Eski Türkiye'de neler yaşandığı tüm çıplaklığıyla ortada. Geçmiş ile günümüz arasında yapılacak bir kıyaslama, nereden nereye gelindiğini açıkça gözler önüne seriyor. Kürt sorununun çözümünde ve demokratik açılım sürecinde, geçen 12 yıllık süre zarfında alınan mesafeyi adeta yok saymak akıl ve izanla bağdaştırılamaz. Söz konusu sürecin hangi lider ve hangi iktidar tarafından başlatıldığını, sonuca ulaştırma amacıyla kararlı biçimde sürdürüldüğünü inkar etmek asla mazur karşılanamaz."

-"MHP'li bir iktidar ya da gücü sınırlı bir HDP ile sürecin devam ettirilemeyeceği gün gibi ortadadır"

Arslan, "halihazırda hüküm süren barış sürecinin devamı ve başarılı biçimde tamamlanmasının hem Kürtler hem Türkler için hayati önem arz ettiğini ve bu sürecin Recep Tayyip Erdoğan'ın siyasi geleceği ile doğrudan ilintili hale geldiği gerçeğinin de samimiyetle itiraf edilmesi gerektiğini" vurgulayarak, "Nitekim Sayın Erdoğan'ın 10 Ağustos seçimlerini güçlü bir şekilde kazanması, söz konusu barış ve kardeşlik projesinin tamamlanmasını mümkün kılacak, bunun aksi ise süreci sekteye uğratacaktır. MHP'li bir iktidar ya da gücü sınırlı bir HDP ile sürecin devam ettirilemeyeceği gün gibi ortadadır" ifadelerini kullandı. 

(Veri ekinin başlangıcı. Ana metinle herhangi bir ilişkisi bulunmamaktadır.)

//! YouTube embed that autoplays (muted) only while at least half of the
//! section is on screen.

use leptos::html;
use leptos::prelude::*;
use leptos_use::{use_intersection_observer_with_options, UseIntersectionObserverOptions};

use super::icons::{self, Icon};

const VIDEO_ID: &str = "4cQWJViybAQ?si=-nKi2PXhfLYfsDLF";

fn embed_url(autoplay: bool) -> String {
    format!(
        "https://www.youtube.com/embed/{}&autoplay={}&mute=1&controls=1&showinfo=1&rel=0&modestbranding=1&enablejsapi=1",
        VIDEO_ID,
        if autoplay { 1 } else { 0 },
    )
}

#[component]
pub fn VideoSection() -> impl IntoView {
    let section_ref = NodeRef::<html::Div>::new();
    let (visible, set_visible) = signal(false);

    let _ = use_intersection_observer_with_options(
        section_ref,
        move |entries, _| {
            if let Some(entry) = entries.first() {
                set_visible.set(entry.is_intersecting());
            }
        },
        UseIntersectionObserverOptions::default().thresholds(vec![0.5]),
    );

    view! {
        <div class="max-w-7xl mx-auto px-6" node_ref=section_ref>
            <div class="text-center mb-16">
                <h2 class="text-4xl md:text-5xl font-bold mb-4 bg-gradient-to-r from-red-500 via-pink-500 to-purple-500 bg-clip-text text-transparent">
                    "Watch Me Code"
                </h2>
            </div>

            <div class="grid grid-cols-1 lg:grid-cols-2 gap-12 items-center">
                <div class="relative group flex justify-center lg:justify-start">
                    <div class="aspect-video w-full max-w-lg rounded-2xl overflow-hidden glass-card border-2 border-slate-700/50 hover:border-blue-500/50 transition-all duration-500 relative">
                        <iframe
                            src=move || embed_url(visible.get())
                            title="YouTube video player"
                            allow="accelerometer; autoplay; clipboard-write; encrypted-media; gyroscope; picture-in-picture; web-share"
                            allowfullscreen="true"
                            class="w-full h-full rounded-2xl"
                        ></iframe>
                    </div>
                </div>

                <div class="space-y-6 flex flex-col justify-center text-center lg:text-left">
                    <p class="text-2xl md:text-3xl font-bold text-slate-200 leading-relaxed">
                        "Explore more on YouTube by following me on my YouTube Channel"
                    </p>

                    <div class="space-y-4">
                        <div class="flex items-center gap-3 justify-center lg:justify-start">
                            <div class="w-2 h-2 bg-red-500 rounded-full"></div>
                            <span class="text-slate-400 text-lg">"Get Tech news First"</span>
                        </div>
                        <div class="flex items-center gap-3 justify-center lg:justify-start">
                            <div class="w-2 h-2 bg-green-500 rounded-full"></div>
                            <span class="text-slate-400 text-lg">"Real-time Interaction"</span>
                        </div>
                        <div class="flex items-center gap-3 justify-center lg:justify-start">
                            <div class="w-2 h-2 bg-purple-500 rounded-full"></div>
                            <span class="text-slate-400 text-lg">"No Fluff, Pure Value"</span>
                        </div>
                    </div>

                    <div class="flex justify-center lg:justify-start">
                        <a
                            href="https://youtu.be/4cQWJViybAQ?si=-nKi2PXhfLYfsDLF"
                            target="_blank"
                            rel="noopener noreferrer"
                            class="inline-flex items-center gap-3 px-8 py-4 rounded-full bg-red-600 hover:bg-red-500 text-white font-bold transition-all duration-300 shadow-lg hover:shadow-red-500/25"
                        >
                            <Icon markup=icons::PLAY class="w-5 h-5" />
                            "Watch on YouTube"
                        </a>
                    </div>
                </div>
            </div>
        </div>
    }
}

Cumhurbaşkanlığı seçimini bir Kürt sayımı biçiminde görmenin yanlışlık olduğunu belirten Arslan, seçimde asıl hedefin açılım ve "Çözüm Süreci"ni başarı ile taçlandırabilecek bir siyasi irade ve liderliği, azami düzeyde desteklemek olması gerektiğini vurguladı. 

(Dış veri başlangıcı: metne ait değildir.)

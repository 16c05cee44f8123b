//! Tilt-on-hover card with a glare highlight that follows the pointer.

use leptos::ev::MouseEvent;
use leptos::html;
use leptos::prelude::*;

const RESTING: &str = "perspective(1000px) rotateX(0deg) rotateY(0deg) scale3d(1, 1, 1)";

#[component]
pub fn TiltCard(#[prop(optional)] class: &'static str, children: Children) -> impl IntoView {
    let card_ref = NodeRef::<html::Div>::new();
    let (transform, set_transform) = signal(RESTING.to_string());
    let (glare, set_glare) = signal((50.0_f64, 50.0_f64));

    let on_move = move |ev: MouseEvent| {
        let Some(el) = card_ref.get_untracked() else {
            return;
        };
        let rect = el.get_bounding_client_rect();
        if rect.width() <= 0.0 || rect.height() <= 0.0 {
            return;
        }
        let x = (ev.client_x() as f64 - rect.left()) / rect.width() - 0.5;
        let y = (ev.client_y() as f64 - rect.top()) / rect.height() - 0.5;
        set_transform.set(format!(
            "perspective(1000px) rotateX({:.2}deg) rotateY({:.2}deg) scale3d(1.02, 1.02, 1.02)",
            y * -15.0,
            x * 15.0,
        ));
        set_glare.set(((x + 0.5) * 100.0, (y + 0.5) * 100.0));
    };

    let on_leave = move |_| {
        set_transform.set(RESTING.to_string());
        set_glare.set((50.0, 50.0));
    };

    view! {
        <div
            node_ref=card_ref
            class=format!("relative {class}")
            on:mousemove=on_move
            on:mouseleave=on_leave
            style=move || {
                format!(
                    "transform:{};transform-style:preserve-3d;transition:transform 0.15s ease-out;",
                    transform.get(),
                )
            }
        >
            {children()}
            <div
                class="absolute inset-0 rounded-2xl pointer-events-none opacity-0 hover:opacity-100 transition-opacity duration-300"
                style=move || {
                    let (x, y) = glare.get();
                    format!(
                        "background:radial-gradient(circle at {x:.1}% {y:.1}%, rgba(255,255,255,0.15) 0%, transparent 60%);",
                    )
                }
            ></div>
        </div>
    }
}
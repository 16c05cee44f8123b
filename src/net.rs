//! Thin wrappers over the browser fetch API via gloo-net. Calls are awaited
//! individually with no retry or timeout; callers decide how to degrade.

use serde::de::DeserializeOwned;
use serde::Serialize;
use thiserror::Error;

#[derive(Debug, Error)]
pub enum NetError {
    #[error("request failed: {0}")]
    Transport(String),
    #[error("unexpected status {0}")]
    Status(u16),
}

/// POSTs a form-encoded body. Success is any 2xx response.
pub async fn post_form(url: &str, body: &str) -> Result<(), NetError> {
    let response = gloo_net::http::Request::post(url)
        .header("Content-Type", "application/x-www-form-urlencoded")
        .body(body.to_string())
        .map_err(|e| NetError::Transport(e.to_string()))?
        .send()
        .await
        .map_err(|e| NetError::Transport(e.to_string()))?;
    if response.ok() {
        Ok(())
    } else {
        Err(NetError::Status(response.status()))
    }
}

/// POSTs JSON and deserializes a JSON reply.
pub async fn post_json<T: DeserializeOwned>(
    url: &str,
    body: &impl Serialize,
) -> Result<T, NetError> {
    let response = gloo_net::http::Request::post(url)
        .header("Accept", "application/json")
        .json(body)
        .map_err(|e| NetError::Transport(e.to_string()))?
        .send()
        .await
        .map_err(|e| NetError::Transport(e.to_string()))?;
    if !response.ok() {
        return Err(NetError::Status(response.status()));
    }
    response
        .json::<T>()
        .await
        .map_err(|e| NetError::Transport(e.to_string()))
}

"Kürtler ve Türkler olarak ortak bir geleceği hep birlikte inşa etme kararlılığımızda gerçekten samimi isek Sayın Erdoğan'ı desteklemekten başka çaremiz bulunmuyor" ifadelerini kullanan Arslan, şunları kaydetti:

"Kürt siyasi mücadelesinde başkalarının da çabaları ve fedakarlıkları olmakla birlikte, Sayın Erdoğan'ın çözüm sürecindeki iyi niyetini, cesaretini ve fedakarlığını asla görmezlikten gelemeyiz. Demokratikleşme adına da, hak ve özgürlükler adına da, Kürt sorununun çözümü adına da, 10 Ağustos'ta eski Türkiye'ye ve statükoculara kesinlikle geçit vermemeliyiz. Bu ülkeyi 90 yıl sonra el ele vererek yeniden inşa etmek istiyorsak, ertelenebilir küçük hesaplar peşine düşmemeye özen göstermeli ve de stratejik düşünmeliyiz. Siyasal sistemimize yeni ve çağdaş bir rota belirleme fırsatı doğurabilecek olan 10 Ağustos seçimlerinde tarafsız ve tavırsız kalmamalıyız.

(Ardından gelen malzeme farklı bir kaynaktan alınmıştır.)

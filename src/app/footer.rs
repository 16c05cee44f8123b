use leptos::prelude::*;

use crate::contact::CONTACT_EMAIL;

use super::icons::{self, Icon};

/// Build timestamp injected by build.rs; the leading four characters are the
/// copyright year.
const BUILD_TIME: &str = env!("BUILD_TIME");

#[component]
pub fn Footer() -> impl IntoView {
    let socials: [(&'static str, String); 4] = [
        (
            icons::LINKEDIN,
            "https://www.linkedin.com/in/aditya-thorat-915947210/".to_string(),
        ),
        (icons::GITHUB, "https://www.github.com/Gethc".to_string()),
        (icons::TWITTER, "#".to_string()),
        (icons::MAIL, format!("mailto:{CONTACT_EMAIL}")),
    ];

    view! {
        <footer class="border-t border-white/5 pt-12 sm:pt-16 lg:pt-20 pb-6 sm:pb-8 lg:pb-10 bg-slate-950 relative z-10">
            <div class="max-w-7xl mx-auto px-4 sm:px-6">
                <div class="flex flex-col md:flex-row justify-between items-center gap-8 sm:gap-10 lg:gap-12 mb-12 sm:mb-16 lg:mb-20">
                    <div class="text-center md:text-left">
                        <h2 class="text-2xl sm:text-3xl font-bold mb-3 sm:mb-4 bg-gradient-to-r from-blue-400 to-indigo-400 bg-clip-text text-transparent">
                            "ADITYA THORAT"
                        </h2>
                        <p class="text-slate-400 text-sm sm:text-base max-w-xs mx-auto md:mx-0 mb-4 sm:mb-6">
                            "Designing the future through data analytics and intelligent automation."
                        </p>
                        <a
                            href="/assets/Aditya_Resume.pdf"
                            download="Aditya_Resume.pdf"
                            class="inline-flex items-center gap-2 px-5 sm:px-6 py-2.5 sm:py-3 rounded-full bg-gradient-to-r from-blue-600 to-indigo-600 text-white text-sm sm:text-base font-semibold hover:shadow-lg hover:shadow-blue-500/25 transition-all hover:scale-105"
                        >
                            <Icon markup=icons::DOWNLOAD class="w-4 h-4 sm:w-[18px] sm:h-[18px]" />
                            "Get Resume"
                        </a>
                    </div>

                    <div class="flex flex-col items-center md:items-end gap-4 sm:gap-6">
                        <h4 class="text-base sm:text-lg font-semibold text-white">"Let's Connect"</h4>
                        <div class="flex gap-3 sm:gap-4">
                            {socials
                                .into_iter()
                                .map(|(icon, href)| {
                                    view! {
                                        <a
                                            href=href
                                            class="w-10 h-10 sm:w-12 sm:h-12 rounded-full glass-card flex items-center justify-center text-slate-400 hover:text-blue-400 hover:border-blue-500/50 transition-all transform hover:-translate-y-1"
                                        >
                                            <Icon markup=icon class="w-[18px] h-[18px]" />
                                        </a>
                                    }
                                })
                                .collect_view()}
                        </div>
                    </div>
                </div>

                <div class="flex flex-col md:flex-row justify-between items-center pt-6 sm:pt-8 border-t border-white/5 gap-3 sm:gap-4">
                    <p class="text-slate-500 text-xs sm:text-sm text-center md:text-left">
                        {format!("© {} Aditya. All rights reserved.", &BUILD_TIME[..4])}
                    </p>
                    <div class="flex gap-6 sm:gap-8 text-xs sm:text-sm text-slate-500">
                        <a href="#" class="hover:text-slate-300 transition-colors">
                            "Privacy Policy"
                        </a>
                        <a href="#" class="hover:text-slate-300 transition-colors">
                            "Terms of Service"
                        </a>
                    </div>
                </div>
            </div>
        </footer>
    }
}
//! Assistant chat model. The widget talks to a server-side proxy that holds
//! the generative-text credentials; nothing secret ships in the bundle. The
//! client sends the fixed persona prompt plus the visitor's latest message
//! and consumes a single text field from the reply.

use serde::{Deserialize, Serialize};

use crate::net;

/// Proxy path that forwards to the generative-text API.
pub const ASSISTANT_ENDPOINT: &str = "/api/assistant";

pub const SYSTEM_PROMPT: &str = "You are the AI assistant for Aditya, a Data Analyst and \
Automation Specialist. Use the following info: \
- Skills: QA, n8n, Python, A/B Testing, SQL, Power BI. \
- Journey: Graduating in Computer Engineering & Visual Arts (7.75 CGPA), interned at Kanishka Software. \
- Tone: Professional, futuristic, helpful, and concise. \
Answer questions about his professional background only.";

/// Opening message seeded into every conversation.
pub const GREETING: &str =
    "Hi! I'm Aditya's AI twin. Ask me anything about his skills in Data Analysis, Python, or Automation!";

/// Shown when the proxy answers but the reply body is empty.
pub const EMPTY_REPLY: &str =
    "I'm sorry, I couldn't process that. Feel free to reach out to Aditya directly!";

/// Shown when the request itself fails. The conversation stays usable.
pub const UNAVAILABLE_REPLY: &str =
    "Service temporarily unavailable. Please try again later or reach out to Aditya directly.";

#[derive(Debug, Clone, Copy, PartialEq, Eq)]
pub enum Role {
    User,
    Assistant,
}

#[derive(Debug, Clone, PartialEq, Eq)]
pub struct ChatMessage {
    pub role: Role,
    pub text: String,
}

impl ChatMessage {
    pub fn user(text: impl Into<String>) -> Self {
        ChatMessage {
            role: Role::User,
            text: text.into(),
        }
    }

    pub fn assistant(text: impl Into<String>) -> Self {
        ChatMessage {
            role: Role::Assistant,
            text: text.into(),
        }
    }
}

#[derive(Debug, Serialize)]
pub struct AssistantRequest<'a> {
    pub system: &'a str,
    pub message: &'a str,
}

#[derive(Debug, Deserialize)]
pub struct AssistantReply {
    pub reply: Option<String>,
}

/// Maps a proxy reply onto the text shown in the transcript.
pub fn reply_text(reply: AssistantReply) -> String {
    match reply.reply {
        Some(text) if !text.trim().is_empty() => text,
        _ => EMPTY_REPLY.to_string(),
    }
}

/// Sends one message through the proxy. Failures degrade to a static
/// apology; the caller never sees an error.
pub async fn ask(message: &str) -> String {
    let request = AssistantRequest {
        system: SYSTEM_PROMPT,
        message,
    };
    match net::post_json::<AssistantReply>(ASSISTANT_ENDPOINT, &request).await {
        Ok(reply) => reply_text(reply),
        Err(err) => {
            log::warn!("assistant request failed: {err}");
            UNAVAILABLE_REPLY.to_string()
        }
    }
}

#[cfg(test)]
mod tests {
    use super::*;

    #[test]
    fn reply_text_falls_back_on_empty_bodies() {
        assert_eq!(
            reply_text(AssistantReply {
                reply: Some("He ships fast.".to_string())
            }),
            "He ships fast."
        );
        assert_eq!(reply_text(AssistantReply { reply: None }), EMPTY_REPLY);
        assert_eq!(
            reply_text(AssistantReply {
                reply: Some("   ".to_string())
            }),
            EMPTY_REPLY
        );
    }

    #[test]
    fn request_serializes_system_and_message() {
        let json = serde_json::to_string(&AssistantRequest {
            system: "persona",
            message: "hello",
        })
        .unwrap();
        assert_eq!(json, r#"{"system":"persona","message":"hello"}"#);
    }
}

Bu hassasiyetin bir gereği olarak ben de 'oy rengini belli etme modası'na uyarak, bugüne kadar olduğu gibi bundan sonra da Sayın Recep Tayyip Erdoğan'ın yanında saf tutacağımı tüm kamuoyuyla paylaşmak istiyorum. Kardeşlik hukukuna, barış içinde birlikte yaşamaya, çocuklarımıza daha iyi bir gelecek hazırlamaya, daha özgür, daha demokratik yeni bir Türkiye'ye gönül vermiş biri olarak, 10 Ağustos seçimlerinin hayırlara vesile olmasını diliyorum."